Restate all the data exactly, so that each line is the same as before.

Saved data entries

════════════════════

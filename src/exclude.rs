//! Exclusion rules for test discovery
//!
//! Compiles the resolved `exclude` option into a glob set, on top of the
//! patterns no test run should ever descend into.

use globset::{Glob, GlobSet, GlobSetBuilder};
use std::path::Path;

/// Patterns always excluded from discovery
const DEFAULT_EXCLUDES: &[&str] = &[
    ".git",
    ".git/**",
    "target",
    "target/**",
    "node_modules",
    "node_modules/**",
    "**/.DS_Store",
];

/// Errors for exclusion rules
#[derive(Debug, thiserror::Error)]
pub enum ExcludeError {
    #[error("invalid exclude pattern: {0}")]
    GlobError(#[from] globset::Error),
}

/// Compiled exclusion rules for filtering discovery paths
#[derive(Debug)]
pub struct ExcludeRules {
    glob_set: GlobSet,
}

impl ExcludeRules {
    /// Compile the default exclusions only.
    pub fn new() -> Result<Self, ExcludeError> {
        Self::with_patterns::<&str>(&[])
    }

    /// Compile the default exclusions plus configured patterns.
    ///
    /// A pattern that does not compile is a user-facing configuration
    /// error naming the pattern.
    pub fn with_patterns<S: AsRef<str>>(patterns: &[S]) -> Result<Self, ExcludeError> {
        let mut builder = GlobSetBuilder::new();

        for pattern in DEFAULT_EXCLUDES {
            builder.add(Glob::new(pattern)?);
        }
        for pattern in patterns {
            let pattern = pattern.as_ref();
            if !pattern.is_empty() {
                builder.add(Glob::new(pattern)?);
            }
        }

        Ok(Self {
            glob_set: builder.build()?,
        })
    }

    /// Check if a discovery path is excluded.
    pub fn is_excluded(&self, path: &Path) -> bool {
        self.glob_set.is_match(path)
    }
}
//! Configuration error taxonomy
//!
//! A missing config file is not an error; everything here is fatal and
//! surfaced to the user with the offending file or value named.

use std::io;

/// Error types for configuration resolution
#[derive(Debug, thiserror::Error)]
pub enum ConfigError {
    #[error("failed to read {file}: {source}")]
    Io {
        file: String,
        #[source]
        source: io::Error,
    },

    #[error("failed to parse {file}: {source}")]
    Parse {
        file: String,
        #[source]
        source: toml::de::Error,
    },

    #[error("unsupported {found} value for option '{key}' in {file}")]
    UnsupportedValue {
        file: String,
        key: String,
        found: &'static str,
    },

    #[error("cannot express path '{path}' (option '{key}') relative to the working directory")]
    PathRelocation { key: String, path: String },
}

════════════════════

> **Your solution**:
filename src/exclude.rs
//! Exclusion rules for test discovery
//!
//! Compiles the resolved `exclude` option into a glob set, on top of the
//! patterns no test run should ever descend into.

use globset::{Glob, GlobSet, GlobSetBuilder};
use std::path::Path;

/// Patterns always excluded from discovery
const DEFAULT_EXCLUDES: &[&str] = &[
    ".git",
    ".git/**",
    "target",
    "target/**",
    "node_modules",
    "node_modules/**",
    "**/.DS_Store",
];

/// Errors for exclusion rules
#[derive(Debug, thiserror::Error)]
pub enum ExcludeError {
    #[error("invalid exclude pattern: {0}")]
    GlobError(#[from] globset::Error),
}

/// Compiled exclusion rules for filtering discovery paths
#[derive(Debug)]
pub struct ExcludeRules {
    glob_set: GlobSet,
}

impl ExcludeRules {
    /// Compile the default exclusions only.
    pub fn new() -> Result<Self, ExcludeError> {
        Self::with_patterns::<&str>(&[])
    }

    /// Compile the default exclusions plus configured patterns.
    ///
    /// A pattern that does not compile is a user-facing configuration
    /// error naming the pattern.
    pub fn with_patterns<S: AsRef<str>>(patterns: &[S]) -> Result<Self, ExcludeError> {
        let mut builder = GlobSetBuilder::new();

        for pattern in DEFAULT_EXCLUDES {
            builder.add(Glob::new(pattern)?);
        }
        for pattern in patterns {
            let pattern = pattern.as_ref();
            if !pattern.is_empty() {
                builder.add(Glob::new(pattern)?);
            }
        }

        Ok(Self {
            glob_set: builder.build()?,
        })
    }

    /// Check if a discovery path is excluded.
    pub fn is_excluded(&self, path: &Path) -> bool {
        self.glob_set.is_match(path)
    }
}
//! Configuration error taxonomy
//!
//! A missing config file is not an error; everything here is fatal and
//! surfaced to the user with the offending file or value named.

use std::io;

/// Error types for configuration resolution
#[derive(Debug, thiserror::Error)]
pub enum ConfigError {
    #[error("failed to read {file}: {source}")]
    Io {
        file: String,
        #[source]
        source: io::Error,
    },

    #[error("failed to parse {file}: {source}")]
    Parse {
        file: String,
        #[source]
        source: toml::de::Error,
    },

    #[error("unsupported {found} value for option '{key}' in {file}")]
    UnsupportedValue {
        file: String,
        key: String,
        found: &'static str,
    },

    #[error("cannot express path '{path}' (option '{key}') relative to the working directory")]
    PathRelocation { key: String, path: String },
}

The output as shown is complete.